Hermano is an American stoner rock band formed in 1998.

History 
Formed by producer Dandy Brown as a side project in 1998, the original lineup consisted of vocalist John Garcia (Kyuss, Unida, Slo Burn), bassist Dandy Brown, drummer Steve Earle (Afghan Whigs) and guitarists Mike Callahan (Earshot) and David Angstrom (Supafuzz). After passing tapes and CDs amongst each other for six months, the band members entered the studio in early 1999 to begin recording their debut album. The record was completed in the early 2000; however, it was another two years before it was released, due to an assortment of contractual obligations.

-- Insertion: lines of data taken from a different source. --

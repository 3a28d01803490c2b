//! Error taxonomy shared by the engine and the application layer.
//!
//! Transform degeneracies are clamped and never appear here.

use thiserror::Error;

use crate::enums::ControlHolder;

/// A requested action cannot proceed. Reported immediately to the operator.
#[derive(Debug, Clone, PartialEq, Eq, Error)]
pub enum PreconditionError {
    #[error("no entity with id '{0}'")]
    UnknownEntity(String),
    #[error("a drag on '{0}' is already in progress")]
    DragActive(String),
    #[error("entity '{id}' is controlled by {holder:?}")]
    ControlHeld { id: String, holder: ControlHolder },
    #[error("route needs at least 2 points, got {0}")]
    RouteTooShort(usize),
    #[error("no moving entity to animate")]
    NoMovingEntity,
    #[error("select a transmitter and a receiver")]
    MissingSelection,
    #[error("no transmitter with frequency and power set")]
    NoTransmitters,
    #[error("position is not finite")]
    NonFinitePosition,
    #[error("position does not match the active coordinate mode")]
    WrongCoordinateMode,
    #[error("no scene loaded")]
    NoScene,
}

/// Failure talking to the physics backend.
#[derive(Debug, Clone, PartialEq, Eq, Error)]
pub enum BackendError {
    #[error("{path} -> HTTP {status}: {body}")]
    Status {
        path: String,
        status: u16,
        body: String,
    },
    #[error("{path}: transport error: {message}")]
    Transport { path: String, message: String },
    #[error("{path}: invalid response: {message}")]
    Decode { path: String, message: String },
    #[error("{path}: cannot encode request: {message}")]
    Encode { path: String, message: String },
}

The band released Only a Suggestion on Tee Pee Records in 2002. The release was followed by some brief touring in North America and Europe. During this period, drummer Steve Earle was replaced by Supafuzz drummer Chris Leathers; Leathers joined the band for the first time at the Azkena Festival in Spain in 2003.

Hermano signed to Dutch label Suburban Records and released Dare I Say in 2005.

In 2005, the band released Live at W2, a live CD from their Angry American tour. It was followed by a DVD of the show in 2006.

Hermano released their third album Into the Exam Room in late 2007, and followed the release with tours of Europe.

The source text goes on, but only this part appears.